= Your instructions =
Nothing may be left out or changed. Print every entry.

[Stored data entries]
§ §

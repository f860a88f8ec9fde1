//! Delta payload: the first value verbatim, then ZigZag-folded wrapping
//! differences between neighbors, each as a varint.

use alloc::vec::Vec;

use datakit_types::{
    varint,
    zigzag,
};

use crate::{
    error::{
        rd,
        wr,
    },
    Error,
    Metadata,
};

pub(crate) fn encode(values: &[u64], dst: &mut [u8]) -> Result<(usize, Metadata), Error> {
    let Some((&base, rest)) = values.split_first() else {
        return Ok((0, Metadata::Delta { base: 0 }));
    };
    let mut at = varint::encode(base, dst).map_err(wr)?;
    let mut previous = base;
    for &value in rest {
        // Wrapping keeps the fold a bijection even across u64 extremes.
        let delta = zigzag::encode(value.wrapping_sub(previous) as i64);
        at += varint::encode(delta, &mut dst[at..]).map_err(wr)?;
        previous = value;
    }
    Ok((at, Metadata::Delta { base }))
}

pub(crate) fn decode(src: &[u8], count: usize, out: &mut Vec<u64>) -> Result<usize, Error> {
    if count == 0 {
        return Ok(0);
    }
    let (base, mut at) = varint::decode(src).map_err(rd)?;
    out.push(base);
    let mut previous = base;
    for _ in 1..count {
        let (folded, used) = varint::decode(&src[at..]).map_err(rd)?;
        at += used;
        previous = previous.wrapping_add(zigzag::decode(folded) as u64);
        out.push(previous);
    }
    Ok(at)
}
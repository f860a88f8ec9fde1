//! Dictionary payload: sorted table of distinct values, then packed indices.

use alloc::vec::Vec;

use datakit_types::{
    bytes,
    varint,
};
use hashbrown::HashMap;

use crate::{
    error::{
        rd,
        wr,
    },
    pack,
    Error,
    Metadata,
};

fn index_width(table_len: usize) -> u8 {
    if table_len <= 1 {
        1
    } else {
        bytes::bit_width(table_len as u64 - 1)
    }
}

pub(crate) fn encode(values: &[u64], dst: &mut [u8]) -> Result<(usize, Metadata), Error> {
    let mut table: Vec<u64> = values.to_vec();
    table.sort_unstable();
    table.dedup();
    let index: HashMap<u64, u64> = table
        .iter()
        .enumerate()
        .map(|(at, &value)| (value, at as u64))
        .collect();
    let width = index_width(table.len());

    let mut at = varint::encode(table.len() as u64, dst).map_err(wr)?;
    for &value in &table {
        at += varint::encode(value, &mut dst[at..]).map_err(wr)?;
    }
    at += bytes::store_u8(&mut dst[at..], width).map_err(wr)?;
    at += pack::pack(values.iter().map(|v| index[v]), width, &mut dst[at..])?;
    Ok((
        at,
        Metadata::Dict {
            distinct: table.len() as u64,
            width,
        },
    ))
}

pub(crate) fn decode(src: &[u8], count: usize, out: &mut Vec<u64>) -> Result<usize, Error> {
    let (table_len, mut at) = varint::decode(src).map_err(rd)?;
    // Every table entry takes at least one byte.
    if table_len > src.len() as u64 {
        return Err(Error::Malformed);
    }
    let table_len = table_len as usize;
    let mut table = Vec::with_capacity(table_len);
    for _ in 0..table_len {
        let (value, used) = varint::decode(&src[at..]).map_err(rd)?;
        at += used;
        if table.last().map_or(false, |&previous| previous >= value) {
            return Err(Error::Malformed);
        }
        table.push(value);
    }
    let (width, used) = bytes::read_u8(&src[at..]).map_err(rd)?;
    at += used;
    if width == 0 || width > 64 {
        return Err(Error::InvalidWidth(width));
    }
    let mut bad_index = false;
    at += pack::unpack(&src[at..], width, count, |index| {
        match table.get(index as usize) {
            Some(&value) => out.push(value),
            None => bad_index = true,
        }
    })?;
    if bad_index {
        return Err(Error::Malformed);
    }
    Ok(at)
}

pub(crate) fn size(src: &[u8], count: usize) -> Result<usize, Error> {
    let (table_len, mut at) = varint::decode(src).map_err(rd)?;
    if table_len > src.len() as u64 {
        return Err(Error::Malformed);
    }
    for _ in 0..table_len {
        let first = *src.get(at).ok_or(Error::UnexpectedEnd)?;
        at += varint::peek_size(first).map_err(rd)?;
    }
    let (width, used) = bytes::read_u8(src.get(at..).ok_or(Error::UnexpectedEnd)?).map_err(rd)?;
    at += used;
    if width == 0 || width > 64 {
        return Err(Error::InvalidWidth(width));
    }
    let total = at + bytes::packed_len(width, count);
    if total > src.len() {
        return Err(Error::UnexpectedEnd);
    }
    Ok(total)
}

§ §

= Exercise result =
repository f860a88f8ec9fde1
//! Delta payload: the first value verbatim, then ZigZag-folded wrapping
//! differences between neighbors, each as a varint.

use alloc::vec::Vec;

use datakit_types::{
    varint,
    zigzag,
};

use crate::{
    error::{
        rd,
        wr,
    },
    Error,
    Metadata,
};

pub(crate) fn encode(values: &[u64], dst: &mut [u8]) -> Result<(usize, Metadata), Error> {
    let Some((&base, rest)) = values.split_first() else {
        return Ok((0, Metadata::Delta { base: 0 }));
    };
    let mut at = varint::encode(base, dst).map_err(wr)?;
    let mut previous = base;
    for &value in rest {
        // Wrapping keeps the fold a bijection even across u64 extremes.
        let delta = zigzag::encode(value.wrapping_sub(previous) as i64);
        at += varint::encode(delta, &mut dst[at..]).map_err(wr)?;
        previous = value;
    }
    Ok((at, Metadata::Delta { base }))
}

pub(crate) fn decode(src: &[u8], count: usize, out: &mut Vec<u64>) -> Result<usize, Error> {
    if count == 0 {
        return Ok(0);
    }
    let (base, mut at) = varint::decode(src).map_err(rd)?;
    out.push(base);
    let mut previous = base;
    for _ in 1..count {
        let (folded, used) = varint::decode(&src[at..]).map_err(rd)?;
        at += used;
        previous = previous.wrapping_add(zigzag::decode(folded) as u64);
        out.push(previous);
    }
    Ok(at)
}
repository f860a88f8ec9fde1
//! Dictionary payload: sorted table of distinct values, then packed indices.

use alloc::vec::Vec;

use datakit_types::{
    bytes,
    varint,
};
use hashbrown::HashMap;

use crate::{
    error::{
        rd,
        wr,
    },
    pack,
    Error,
    Metadata,
};

fn index_width(table_len: usize) -> u8 {
    if table_len <= 1 {
        1
    } else {
        bytes::bit_width(table_len as u64 - 1)
    }
}

pub(crate) fn encode(values: &[u64], dst: &mut [u8]) -> Result<(usize, Metadata), Error> {
    let mut table: Vec<u64> = values.to_vec();
    table.sort_unstable();
    table.dedup();
    let index: HashMap<u64, u64> = table
        .iter()
        .enumerate()
        .map(|(at, &value)| (value, at as u64))
        .collect();
    let width = index_width(table.len());

    let mut at = varint::encode(table.len() as u64, dst).map_err(wr)?;
    for &value in &table {
        at += varint::encode(value, &mut dst[at..]).map_err(wr)?;
    }
    at += bytes::store_u8(&mut dst[at..], width).map_err(wr)?;
    at += pack::pack(values.iter().map(|v| index[v]), width, &mut dst[at..])?;
    Ok((
        at,
        Metadata::Dict {
            distinct: table.len() as u64,
            width,
        },
    ))
}

pub(crate) fn decode(src: &[u8], count: usize, out: &mut Vec<u64>) -> Result<usize, Error> {
    let (table_len, mut at) = varint::decode(src).map_err(rd)?;
    // Every table entry takes at least one byte.
    if table_len > src.len() as u64 {
        return Err(Error::Malformed);
    }
    let table_len = table_len as usize;
    let mut table = Vec::with_capacity(table_len);
    for _ in 0..table_len {
        let (value, used) = varint::decode(&src[at..]).map_err(rd)?;
        at += used;
        if table.last().map_or(false, |&previous| previous >= value) {
            return Err(Error::Malformed);
        }
        table.push(value);
    }
    let (width, used) = bytes::read_u8(&src[at..]).map_err(rd)?;
    at += used;
    if width == 0 || width > 64 {
        return Err(Error::InvalidWidth(width));
    }
    let mut bad_index = false;
    at += pack::unpack(&src[at..], width, count, |index| {
        match table.get(index as usize) {
            Some(&value) => out.push(value),
            None => bad_index = true,
        }
    })?;
    if bad_index {
        return Err(Error::Malformed);
    }
    Ok(at)
}

pub(crate) fn size(src: &[u8], count: usize) -> Result<usize, Error> {
    let (table_len, mut at) = varint::decode(src).map_err(rd)?;
    if table_len > src.len() as u64 {
        return Err(Error::Malformed);
    }
    for _ in 0..table_len {
        let first = *src.get(at).ok_or(Error::UnexpectedEnd)?;
        at += varint::peek_size(first).map_err(rd)?;
    }
    let (width, used) = bytes::read_u8(src.get(at..).ok_or(Error::UnexpectedEnd)?).map_err(rd)?;
    at += used;
    if width == 0 || width > 64 {
        return Err(Error::InvalidWidth(width));
    }
    let total = at + bytes::packed_len(width, count);
    if total > src.len() {
        return Err(Error::UnexpectedEnd);
    }
    Ok(total)
}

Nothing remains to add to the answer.